[Stored items]

####

use chrono::Datelike;
use tracing::debug;

use crate::data_structures::{month_start, SstField, TimeSeries};
use crate::utils::{in_bounds, nan_mean};

/// Niño 3.4 box: 5°S–5°N, 170°W–120°W.
pub const NINO34_LAT: (f64, f64) = (5.0, -5.0);
pub const NINO34_LON: (f64, f64) = (-170.0, -120.0);

/// Collapse the gridded field to one scalar per time step by averaging the
/// cells inside the given lat/lon box (finite cells only).
pub fn spatial_box_mean(
    field: &SstField,
    lat_bounds: (f64, f64),
    lon_bounds: (f64, f64),
) -> TimeSeries {
    let lat_idx: Vec<usize> = field
        .lats
        .iter()
        .enumerate()
        .filter(|(_, &v)| in_bounds(v, lat_bounds.0, lat_bounds.1))
        .map(|(i, _)| i)
        .collect();
    let lon_idx: Vec<usize> = field
        .lons
        .iter()
        .enumerate()
        .filter(|(_, &v)| in_bounds(v, lon_bounds.0, lon_bounds.1))
        .map(|(i, _)| i)
        .collect();
    debug!(
        n_lat = lat_idx.len(),
        n_lon = lon_idx.len(),
        "spatial box selection"
    );

    let values: Vec<f64> = (0..field.times.len())
        .map(|t| {
            nan_mean(
                lat_idx
                    .iter()
                    .flat_map(|&i| lon_idx.iter().map(move |&j| (i, j)))
                    .map(|(i, j)| field.data[(t, i, j)]),
            )
        })
        .collect();

    TimeSeries::new(field.times.clone(), values)
}

/// Resample a series to monthly means labelled at month start. Input at
/// monthly cadence passes through unchanged (aside from relabelling to the
/// first of the month); finer cadences are averaged per calendar month.
pub fn monthly_means(series: &TimeSeries) -> TimeSeries {
    let mut times = Vec::new();
    let mut values = Vec::new();
    let mut current: Option<(i32, u32)> = None;
    let mut bucket: Vec<f64> = Vec::new();

    for (time, value) in series.iter() {
        let ym = (time.year(), time.month());
        if current != Some(ym) {
            if let Some((y, m)) = current {
                times.push(month_start(y, m));
                values.push(nan_mean(bucket.drain(..)));
            }
            current = Some(ym);
        }
        bucket.push(value);
    }
    if let Some((y, m)) = current {
        times.push(month_start(y, m));
        values.push(nan_mean(bucket));
    }
    TimeSeries::new(times, values)
}

/// Centered 3-month moving average. A position survives only if all three
/// samples of its window exist and are finite, so the two end months (and
/// any month adjacent to a gap) drop out.
pub fn rolling3_centered(series: &TimeSeries) -> TimeSeries {
    let n = series.len();
    let mut times = Vec::new();
    let mut values = Vec::new();
    for i in 1..n.saturating_sub(1) {
        let window = [series.values[i - 1], series.values[i], series.values[i + 1]];
        if window.iter().all(|v| v.is_finite()) {
            times.push(series.times[i]);
            values.push(window.iter().sum::<f64>() / 3.0);
        }
    }
    TimeSeries::new(times, values)
}

/// Full regional pipeline: box mean, monthly resample, 3-month smoothing.
pub fn nino34_series(field: &SstField) -> TimeSeries {
    let boxed = spatial_box_mean(field, NINO34_LAT, NINO34_LON);
    let monthly = monthly_means(&boxed);
    rolling3_centered(&monthly)
}

#[cfg(test)]
mod tests {
    use super::*;
    use chrono::NaiveDate;
    use ndarray::Array3;

    fn flat_field(values: &[f64]) -> SstField {
        let n = values.len();
        let mut data = Array3::zeros((n, 2, 2));
        for (t, &v) in values.iter().enumerate() {
            data.slice_mut(ndarray::s![t, .., ..]).fill(v);
        }
        let times = (0..n)
            .map(|i| month_start(2000 + (i as i32) / 12, (i as u32) % 12 + 1))
            .collect();
        SstField {
            times,
            lats: vec![-2.0, 2.0],
            lons: vec![-160.0, -140.0],
            data,
        }
    }

    #[test]
    fn box_mean_ignores_cells_outside_bounds() {
        let mut field = flat_field(&[1.0, 2.0]);
        // push one latitude row outside the box; its values must not matter
        field.lats[1] = 40.0;
        field.data.slice_mut(ndarray::s![.., 1, ..]).fill(100.0);
        let ts = spatial_box_mean(&field, NINO34_LAT, NINO34_LON);
        assert_eq!(ts.values, vec![1.0, 2.0]);
    }

    #[test]
    fn monthly_means_collapse_finer_cadence() {
        let times = vec![
            NaiveDate::from_ymd_opt(2000, 1, 5).unwrap(),
            NaiveDate::from_ymd_opt(2000, 1, 20).unwrap(),
            NaiveDate::from_ymd_opt(2000, 2, 10).unwrap(),
        ];
        let ts = monthly_means(&TimeSeries::new(times, vec![1.0, 3.0, 5.0]));
        assert_eq!(ts.times, vec![month_start(2000, 1), month_start(2000, 2)]);
        assert!((ts.values[0] - 2.0).abs() < 1e-12);
        assert!((ts.values[1] - 5.0).abs() < 1e-12);
    }

    #[test]
    fn rolling_mean_drops_both_ends() {
        let ts = nino34_series(&flat_field(&[1.0, 2.0, 3.0, 4.0, 5.0]));
        assert_eq!(ts.len(), 3);
        assert_eq!(ts.times[0], month_start(2000, 2));
        assert!((ts.values[0] - 2.0).abs() < 1e-12);
        assert!((ts.values[2] - 4.0).abs() < 1e-12);
    }

    #[test]
    fn rolling_mean_drops_windows_touching_a_gap() {
        let mut ts = flat_field(&[1.0, 1.0, 1.0, 1.0, 1.0]);
        ts.data.slice_mut(ndarray::s![2, .., ..]).fill(f64::NAN);
        let smoothed = nino34_series(&ts);
        // months 2..4 all touch the NaN at index 2
        assert_eq!(smoothed.len(), 0);
    }
}
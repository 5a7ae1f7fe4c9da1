//! VTube Studio integration: the wire envelope and the supervised
//! websocket session that delivers expression changes.

pub mod protocol;
pub mod session;

pub use protocol::Envelope;
pub use session::{AvatarSession, SessionClient, SessionHandle, SessionState, RECONNECT_DELAY};
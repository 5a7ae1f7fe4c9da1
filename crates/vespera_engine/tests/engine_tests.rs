//! End-to-end engine tests with mocked collaborators and a paused clock.

use async_trait::async_trait;
use std::sync::atomic::{AtomicBool, Ordering};
use std::sync::{Arc, Mutex};
use std::time::Duration;
use tokio::sync::RwLock;
use vespera_core::{
    ChatMessage, ConfigError, ConfigStore, ExpressionSink, Oracle, PersonaConfig, SharedConfig,
    TextOutlet,
};
use vespera_engine::{EnginePhase, PersonaEngine};

// ============================================================================
// Mocks
// ============================================================================

struct MockOracle {
    reply: String,
    delay: Option<Duration>,
    prompts: Mutex<Vec<String>>,
}

impl MockOracle {
    fn instant(reply: &str) -> Arc<Self> {
        Arc::new(Self {
            reply: reply.to_string(),
            delay: None,
            prompts: Mutex::new(Vec::new()),
        })
    }

    fn slow(reply: &str, delay: Duration) -> Arc<Self> {
        Arc::new(Self {
            reply: reply.to_string(),
            delay: Some(delay),
            prompts: Mutex::new(Vec::new()),
        })
    }

    fn prompts(&self) -> Vec<String> {
        self.prompts.lock().unwrap().clone()
    }
}

#[async_trait]
impl Oracle for MockOracle {
    async fn generate(&self, prompt: &str) -> anyhow::Result<String> {
        self.prompts.lock().unwrap().push(prompt.to_string());
        if let Some(delay) = self.delay {
            tokio::time::sleep(delay).await;
        }
        Ok(self.reply.clone())
    }
}

#[derive(Default)]
struct RecordingOutlet {
    texts: Mutex<Vec<String>>,
}

impl RecordingOutlet {
    fn texts(&self) -> Vec<String> {
        self.texts.lock().unwrap().clone()
    }

    fn announcements(&self) -> usize {
        self.texts()
            .iter()
            .filter(|t| t.starts_with("(System: AI starts a monologue about:"))
            .count()
    }
}

#[async_trait]
impl TextOutlet for RecordingOutlet {
    async fn send_text(&self, text: &str) -> anyhow::Result<()> {
        self.texts.lock().unwrap().push(text.to_string());
        Ok(())
    }
}

#[derive(Default)]
struct RecordingSink {
    moods: Mutex<Vec<String>>,
}

impl RecordingSink {
    fn moods(&self) -> Vec<String> {
        self.moods.lock().unwrap().clone()
    }
}

#[async_trait]
impl ExpressionSink for RecordingSink {
    async fn set_expression(&self, mood: &str) {
        self.moods.lock().unwrap().push(mood.to_string());
    }
}

#[derive(Default)]
struct MemoryStore {
    doc: Mutex<Option<PersonaConfig>>,
    saved: Mutex<Vec<PersonaConfig>>,
    fail_load: AtomicBool,
}

impl MemoryStore {
    fn with_doc(config: PersonaConfig) -> Arc<Self> {
        let store = Self::default();
        *store.doc.lock().unwrap() = Some(config);
        Arc::new(store)
    }

    fn saved(&self) -> Vec<PersonaConfig> {
        self.saved.lock().unwrap().clone()
    }
}

impl ConfigStore for MemoryStore {
    fn load(&self) -> Result<Option<PersonaConfig>, ConfigError> {
        if self.fail_load.load(Ordering::SeqCst) {
            return Err(ConfigError::Invalid("store offline".to_string()));
        }
        Ok(self.doc.lock().unwrap().clone())
    }

    fn save(&self, config: &PersonaConfig) -> Result<(), ConfigError> {
        self.saved.lock().unwrap().push(config.clone());
        *self.doc.lock().unwrap() = Some(config.clone());
        Ok(())
    }
}

// ============================================================================
// Helpers
// ============================================================================

fn test_config(tweak: impl FnOnce(&mut PersonaConfig)) -> SharedConfig {
    let mut cfg = PersonaConfig::default();
    // long interval so cycles only happen when a test asks for them
    cfg.intervals.min_seconds = 3600;
    cfg.intervals.max_seconds = 3600;
    cfg.cooldowns.topic_cooldown_minutes = 0;
    cfg.timeouts.generation_seconds = 5;
    tweak(&mut cfg);
    Arc::new(RwLock::new(cfg))
}

/// Poll a condition under the paused clock. Each sleep lets the runtime
/// auto-advance, so this covers about 100 virtual seconds.
async fn eventually(mut cond: impl FnMut() -> bool) -> bool {
    for _ in 0..400 {
        if cond() {
            return true;
        }
        tokio::time::sleep(Duration::from_millis(250)).await;
    }
    cond()
}

// ============================================================================
// Tests
// ============================================================================

#[tokio::test(start_paused = true)]
async fn monologue_cycle_announces_speaks_and_sets_expression() {
    let config = test_config(|cfg| {
        cfg.intervals.min_seconds = 10;
        cfg.intervals.max_seconds = 10;
        cfg.topics = vec!["so much fun today".to_string()];
    });
    let oracle = MockOracle::instant("hello chat, what a day!");
    let outlet = Arc::new(RecordingOutlet::default());
    let sink = Arc::new(RecordingSink::default());
    let store = MemoryStore::with_doc(PersonaConfig::default());

    let handle = PersonaEngine::spawn(
        config,
        store,
        oracle.clone(),
        outlet.clone(),
        sink.clone(),
    )
    .await;
    let mut mood_rx = handle.subscribe_mood();
    assert_eq!(handle.current_mood(), "neutral");

    tokio::time::timeout(Duration::from_secs(300), mood_rx.changed())
        .await
        .expect("a cycle should complete")
        .unwrap();
    assert_eq!(*mood_rx.borrow(), "happy");

    assert!(eventually(|| !sink.moods().is_empty()).await);
    assert_eq!(sink.moods(), vec!["happy"]);

    let texts = outlet.texts();
    assert_eq!(
        texts[0],
        "(System: AI starts a monologue about: so much fun today)"
    );
    assert_eq!(texts[1], "hello chat, what a day!");

    let prompts = oracle.prompts();
    assert_eq!(prompts.len(), 1);
    assert!(prompts[0].contains("so much fun today"));

    handle.shutdown().await;
}
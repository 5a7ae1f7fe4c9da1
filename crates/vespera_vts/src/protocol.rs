//! The VTube Studio public API wire format.
//!
//! Every frame in both directions is one JSON envelope. The field names
//! are fixed by the service, including the `requestID` capitalization.

use serde::{Deserialize, Serialize};
use serde_json::json;
use uuid::Uuid;

pub const API_NAME: &str = "VTubeStudioPublicAPI";
pub const API_VERSION: &str = "1.0";

pub const AUTHENTICATION_REQUEST: &str = "AuthenticationRequest";
pub const AUTHENTICATION_RESPONSE: &str = "AuthenticationResponse";
pub const HOTKEY_TRIGGER_REQUEST: &str = "HotkeyTriggerRequest";
pub const API_ERROR: &str = "APIError";

#[derive(Debug, Clone, Serialize, Deserialize)]
pub struct Envelope {
    #[serde(rename = "apiName")]
    pub api_name: String,
    #[serde(rename = "apiVersion")]
    pub api_version: String,
    #[serde(rename = "requestID")]
    pub request_id: String,
    #[serde(rename = "messageType")]
    pub message_type: String,
    #[serde(default, skip_serializing_if = "Option::is_none")]
    pub data: Option<serde_json::Value>,
}

impl Envelope {
    pub fn request(message_type: &str, request_id: String, data: serde_json::Value) -> Self {
        Self {
            api_name: API_NAME.to_string(),
            api_version: API_VERSION.to_string(),
            request_id,
            message_type: message_type.to_string(),
            data: Some(data),
        }
    }

    /// The plugin-identity handshake sent right after connecting.
    pub fn authentication_request(plugin_name: &str, plugin_developer: &str) -> Self {
        Self::request(
            AUTHENTICATION_REQUEST,
            Uuid::new_v4().to_string(),
            json!({
                "pluginName": plugin_name,
                "pluginDeveloper": plugin_developer,
            }),
        )
    }

    /// An expression change, encoded as a hotkey trigger. The request id
    /// carries the mood so the frame is traceable in VTS logs.
    pub fn hotkey_trigger(mood: &str, hotkey_id: &str) -> Self {
        Self::request(
            HOTKEY_TRIGGER_REQUEST,
            format!("setExpression-{mood}"),
            json!({ "hotkeyID": hotkey_id }),
        )
    }

    pub fn parse(text: &str) -> serde_json::Result<Self> {
        serde_json::from_str(text)
    }

    pub fn is_auth_response(&self) -> bool {
        self.message_type == AUTHENTICATION_RESPONSE
    }

    pub fn is_api_error(&self) -> bool {
        self.message_type == API_ERROR
    }

    /// The `authenticated` flag of an auth response; false when absent.
    pub fn authenticated(&self) -> bool {
        self.data_field("authenticated")
            .and_then(serde_json::Value::as_bool)
            .unwrap_or(false)
    }

    /// Human-readable reason attached to a rejection or API error.
    pub fn reason(&self) -> Option<&str> {
        self.data_field("reason")
            .or_else(|| self.data_field("message"))
            .and_then(serde_json::Value::as_str)
    }

    fn data_field(&self, key: &str) -> Option<&serde_json::Value> {
        self.data.as_ref().and_then(|d| d.get(key))
    }
}
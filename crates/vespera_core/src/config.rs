//! The runtime configuration record and its JSON persistence.
//!
//! One live instance per process, wrapped in a [`SharedConfig`] and handed
//! to every component. Missing fields fall back to defaults so a partial
//! document still loads; an unparseable document is a startup abort.
//!
//! [`SharedConfig`]: crate::SharedConfig

use crate::error::ConfigError;
use crate::ConfigStore;
use serde::{Deserialize, Serialize};
use std::collections::BTreeMap;
use std::path::{Path, PathBuf};

/// Schema version written to new documents. Bump on incompatible changes.
pub const CONFIG_VERSION: u32 = 1;

/// The mood every resolution falls back to. The expression map must carry
/// an entry for it.
pub const NEUTRAL_MOOD: &str = "neutral";

/// Magnitude ceilings enforced by [`PersonaConfig::validate`]. Values
/// past these overflow timer arithmetic inside the engine.
pub const MAX_INTERVAL_SECONDS: u64 = 7 * 24 * 60 * 60;
pub const MAX_COOLDOWN_MINUTES: u64 = 7 * 24 * 60;
pub const MAX_TIMEOUT_SECONDS: u64 = 60 * 60;

// ============================================================================
// Top-level config
// ============================================================================

#[derive(Debug, Clone, Serialize, Deserialize)]
#[serde(default)]
pub struct PersonaConfig {
    pub version: u32,
    pub persona: PersonaIdentity,
    pub twitch: TwitchCredentials,
    pub vtube_studio: VtsConfig,
    pub intervals: IntervalBounds,
    pub timeouts: TimeoutConfig,
    pub filters: FilterConfig,
    /// Prompt topics for the monologue loop. Order is not significant and
    /// duplicates are allowed (they weight the random draw).
    pub topics: Vec<String>,
    /// Mood rules, evaluated in order. First match wins.
    pub moods: Vec<MoodRule>,
    /// Mood label → avatar hotkey/expression identifier. A sorted map so
    /// saved documents are deterministic.
    pub expressions: BTreeMap<String, String>,
    pub chat: ChatConfig,
    pub cooldowns: CooldownConfig,
    pub moderation: ModerationConfig,
}

impl Default for PersonaConfig {
    fn default() -> Self {
        Self {
            version: CONFIG_VERSION,
            persona: PersonaIdentity::default(),
            twitch: TwitchCredentials::default(),
            vtube_studio: VtsConfig::default(),
            intervals: IntervalBounds::default(),
            timeouts: TimeoutConfig::default(),
            filters: FilterConfig::default(),
            topics: vec![
                "Welcome to the stream!".to_string(),
                "Talk about your favorite game.".to_string(),
                "What's your dream vacation?".to_string(),
            ],
            moods: vec![
                MoodRule::new("happy", &["fun", "joke", "celebrate"]),
                MoodRule::new("serious", &["dark", "serious", "deep topic"]),
                MoodRule::new(NEUTRAL_MOOD, &[]),
            ],
            expressions: BTreeMap::from([
                ("happy".to_string(), "expressionSmile".to_string()),
                ("serious".to_string(), "expressionSad".to_string()),
                (NEUTRAL_MOOD.to_string(), "expressionNeutral".to_string()),
            ]),
            chat: ChatConfig::default(),
            cooldowns: CooldownConfig::default(),
            moderation: ModerationConfig::default(),
        }
    }
}

impl PersonaConfig {
    /// Load a document from disk. `Ok(None)` means the file does not
    /// exist; any other failure (unreadable, not JSON) is an error the
    /// caller must decide about. Env var overrides are applied after a
    /// successful parse.
    pub fn load<P: AsRef<Path>>(path: P) -> Result<Option<Self>, ConfigError> {
        let path = path.as_ref();
        let content = match std::fs::read_to_string(path) {
            Ok(content) => content,
            Err(e) if e.kind() == std::io::ErrorKind::NotFound => return Ok(None),
            Err(e) => {
                return Err(ConfigError::Io {
                    path: path.to_path_buf(),
                    source: e,
                })
            }
        };
        let mut config: PersonaConfig =
            serde_json::from_str(&content).map_err(|e| ConfigError::Parse {
                path: path.to_path_buf(),
                source: e,
            })?;
        config.apply_env_overrides();
        Ok(Some(config))
    }

    /// Load from `path`, or write defaults there when the file is missing.
    /// Returns `(config, created)` where `created` reports whether a new
    /// document was written. A document that exists but cannot be parsed
    /// propagates its error; the broken file is left on disk untouched.
    pub fn load_or_create<P: AsRef<Path>>(path: P) -> Result<(Self, bool), ConfigError> {
        let path = path.as_ref();
        match Self::load(path)? {
            Some(config) => Ok((config, false)),
            None => {
                tracing::warn!(
                    "no config at {}, writing defaults - fill this out",
                    path.display()
                );
                let mut config = Self::default();
                config.apply_env_overrides();
                config.save(path)?;
                Ok((config, true))
            }
        }
    }

    /// Persist as pretty-printed JSON. Field order follows declaration
    /// order, so repeated saves of the same config are byte-identical.
    pub fn save<P: AsRef<Path>>(&self, path: P) -> Result<(), ConfigError> {
        let path = path.as_ref();
        let mut body = serde_json::to_string_pretty(self).map_err(|e| ConfigError::Parse {
            path: path.to_path_buf(),
            source: e,
        })?;
        body.push('\n');
        std::fs::write(path, body).map_err(|e| ConfigError::Io {
            path: path.to_path_buf(),
            source: e,
        })
    }

    /// Check the invariants a running engine relies on. Called once at
    /// startup (abort on failure) and again on hot reload (reject the
    /// reloaded document, keep the current one).
    pub fn validate(&self) -> Result<(), ConfigError> {
        if self.intervals.min_seconds > self.intervals.max_seconds {
            return Err(ConfigError::Invalid(format!(
                "intervals.min_seconds ({}) exceeds intervals.max_seconds ({})",
                self.intervals.min_seconds, self.intervals.max_seconds
            )));
        }
        if self.intervals.max_seconds > MAX_INTERVAL_SECONDS {
            return Err(ConfigError::Invalid(format!(
                "intervals.max_seconds ({}) exceeds the supported maximum ({MAX_INTERVAL_SECONDS})",
                self.intervals.max_seconds
            )));
        }
        if self.chat.max_recent_messages == 0 {
            return Err(ConfigError::Invalid(
                "chat.max_recent_messages must be positive".to_string(),
            ));
        }
        if !self.expressions.contains_key(NEUTRAL_MOOD) {
            return Err(ConfigError::Invalid(format!(
                "expressions must contain a \"{NEUTRAL_MOOD}\" entry"
            )));
        }
        if self.timeouts.generation_seconds == 0 {
            return Err(ConfigError::Invalid(
                "timeouts.generation_seconds must be positive".to_string(),
            ));
        }
        if self.timeouts.auth_ack_seconds == 0 {
            return Err(ConfigError::Invalid(
                "timeouts.auth_ack_seconds must be positive".to_string(),
            ));
        }
        if self.timeouts.generation_seconds > MAX_TIMEOUT_SECONDS
            || self.timeouts.auth_ack_seconds > MAX_TIMEOUT_SECONDS
        {
            return Err(ConfigError::Invalid(format!(
                "timeouts must not exceed {MAX_TIMEOUT_SECONDS} seconds"
            )));
        }
        if self.cooldowns.topic_cooldown_minutes > MAX_COOLDOWN_MINUTES {
            return Err(ConfigError::Invalid(format!(
                "cooldowns.topic_cooldown_minutes ({}) exceeds the supported maximum ({MAX_COOLDOWN_MINUTES})",
                self.cooldowns.topic_cooldown_minutes
            )));
        }
        if self.version > CONFIG_VERSION {
            tracing::warn!(
                "config version {} is newer than supported version {}",
                self.version,
                CONFIG_VERSION
            );
        }
        for rule in &self.moods {
            if rule.label != NEUTRAL_MOOD && !self.expressions.contains_key(&rule.label) {
                tracing::warn!(
                    "mood \"{}\" has no expression mapping; it will fall back to {NEUTRAL_MOOD}",
                    rule.label
                );
            }
        }
        Ok(())
    }

    /// Expression identifier for a mood, falling back to the neutral entry.
    pub fn expression_for(&self, mood: &str) -> Option<&str> {
        self.expressions
            .get(mood)
            .or_else(|| self.expressions.get(NEUTRAL_MOOD))
            .map(String::as_str)
    }

    /// Apply environment variable overrides on top of file-based config.
    fn apply_env_overrides(&mut self) {
        if let Ok(v) = std::env::var("VESPERA_TWITCH_OAUTH_TOKEN") {
            self.twitch.oauth_token = v;
        }
        if let Ok(v) = std::env::var("VESPERA_VTS_HOST") {
            self.vtube_studio.host = v;
        }
        if let Ok(v) = std::env::var("VESPERA_VTS_PORT") {
            if let Ok(port) = v.parse() {
                self.vtube_studio.port = port;
            }
        }
    }
}

// ============================================================================
// Sub-configs
// ============================================================================

#[derive(Debug, Clone, Serialize, Deserialize)]
#[serde(default)]
pub struct PersonaIdentity {
    /// Display name, also the mention alias viewers use to address the
    /// persona in chat.
    pub name: String,
}

impl Default for PersonaIdentity {
    fn default() -> Self {
        Self {
            name: "Vespera".to_string(),
        }
    }
}

/// Opaque platform credentials, carried for the platform bridge. The
/// engine never interprets them.
#[derive(Debug, Clone, Default, Serialize, Deserialize)]
#[serde(default)]
pub struct TwitchCredentials {
    pub channel: String,
    pub bot_name: String,
    pub oauth_token: String,
}

#[derive(Debug, Clone, Serialize, Deserialize)]
#[serde(default)]
pub struct VtsConfig {
    pub host: String,
    pub port: u16,
    /// Plugin identity sent in the authentication handshake.
    pub plugin_name: String,
    pub plugin_developer: String,
    /// When true (default) the session waits for an explicit
    /// authentication acknowledgement before sending commands. Relax to
    /// false for servers that never answer the handshake.
    pub wait_for_auth_ack: bool,
}

impl Default for VtsConfig {
    fn default() -> Self {
        Self {
            host: "localhost".to_string(),
            port: 8001,
            plugin_name: "Vespera".to_string(),
            plugin_developer: "Vespera Project".to_string(),
            wait_for_auth_ack: true,
        }
    }
}

/// Bounds for the randomized monologue interval, in seconds. The delay is
/// drawn uniformly from `[min_seconds, max_seconds]` on every cycle.
#[derive(Debug, Clone, Serialize, Deserialize)]
#[serde(default)]
pub struct IntervalBounds {
    pub min_seconds: u64,
    pub max_seconds: u64,
}

impl Default for IntervalBounds {
    fn default() -> Self {
        Self {
            min_seconds: 300,
            max_seconds: 600,
        }
    }
}

#[derive(Debug, Clone, Serialize, Deserialize)]
#[serde(default)]
pub struct TimeoutConfig {
    /// Upper bound on one oracle call. A slower generation is a skipped
    /// cycle, not a stalled loop.
    pub generation_seconds: u64,
    /// Upper bound on the authentication acknowledgement wait.
    pub auth_ack_seconds: u64,
}

impl Default for TimeoutConfig {
    fn default() -> Self {
        Self {
            generation_seconds: 30,
            auth_ack_seconds: 10,
        }
    }
}

#[derive(Debug, Clone, Serialize, Deserialize)]
#[serde(default)]
pub struct FilterConfig {
    /// Lower-cased substring matches against inbound chat. Replace the
    /// placeholders with a real word list.
    pub banned_words: Vec<String>,
}

impl Default for FilterConfig {
    fn default() -> Self {
        Self {
            banned_words: vec!["slur1".to_string(), "slur2".to_string()],
        }
    }
}

/// One mood rule: the label plus the trigger substrings that select it.
/// Rules are evaluated in list order, first match wins, so put the more
/// specific moods first.
#[derive(Debug, Clone, Serialize, Deserialize)]
pub struct MoodRule {
    pub label: String,
    pub triggers: Vec<String>,
}

impl MoodRule {
    pub fn new(label: &str, triggers: &[&str]) -> Self {
        Self {
            label: label.to_string(),
            triggers: triggers.iter().map(|t| t.to_string()).collect(),
        }
    }
}

#[derive(Debug, Clone, Serialize, Deserialize)]
#[serde(default)]
pub struct ChatConfig {
    /// Capacity of the rolling chat buffer. Must be positive.
    pub max_recent_messages: usize,
    /// Messages containing one of these are surfaced in the log so the
    /// operator notices them.
    pub priority_keywords: Vec<String>,
}

impl Default for ChatConfig {
    fn default() -> Self {
        Self {
            max_recent_messages: 20,
            priority_keywords: vec![
                "question".to_string(),
                "important".to_string(),
                "urgent".to_string(),
            ],
        }
    }
}

#[derive(Debug, Clone, Serialize, Deserialize)]
#[serde(default)]
pub struct CooldownConfig {
    /// How long a spoken topic rests before it becomes selectable again.
    pub topic_cooldown_minutes: u64,
}

impl Default for CooldownConfig {
    fn default() -> Self {
        Self {
            topic_cooldown_minutes: 10,
        }
    }
}

/// Advisory moderation flags. The filter itself always runs; these only
/// describe what the platform bridge should do with rejects.
#[derive(Debug, Clone, Serialize, Deserialize)]
#[serde(default)]
pub struct ModerationConfig {
    pub auto_moderate: bool,
    pub delete_filtered_messages: bool,
}

impl Default for ModerationConfig {
    fn default() -> Self {
        Self {
            auto_moderate: true,
            delete_filtered_messages: true,
        }
    }
}

// ============================================================================
// File-backed store
// ============================================================================

/// [`ConfigStore`] backed by a flat JSON document on disk.
#[derive(Debug, Clone)]
pub struct JsonFileStore {
    path: PathBuf,
}

impl JsonFileStore {
    pub fn new(path: impl Into<PathBuf>) -> Self {
        Self { path: path.into() }
    }

    pub fn path(&self) -> &Path {
        &self.path
    }
}

impl ConfigStore for JsonFileStore {
    fn load(&self) -> Result<Option<PersonaConfig>, ConfigError> {
        PersonaConfig::load(&self.path)
    }

    fn save(&self, config: &PersonaConfig) -> Result<(), ConfigError> {
        config.save(&self.path)
    }
}

// ============================================================================
// Tests
// ============================================================================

####

◆ Exercise instructions ◆
Among the lines of the data, identify those with the word "clock". Copy each of them.

◆ Your response ◆
//! End-to-end engine tests with mocked collaborators and a paused clock.
/// Poll a condition under the paused clock. Each sleep lets the runtime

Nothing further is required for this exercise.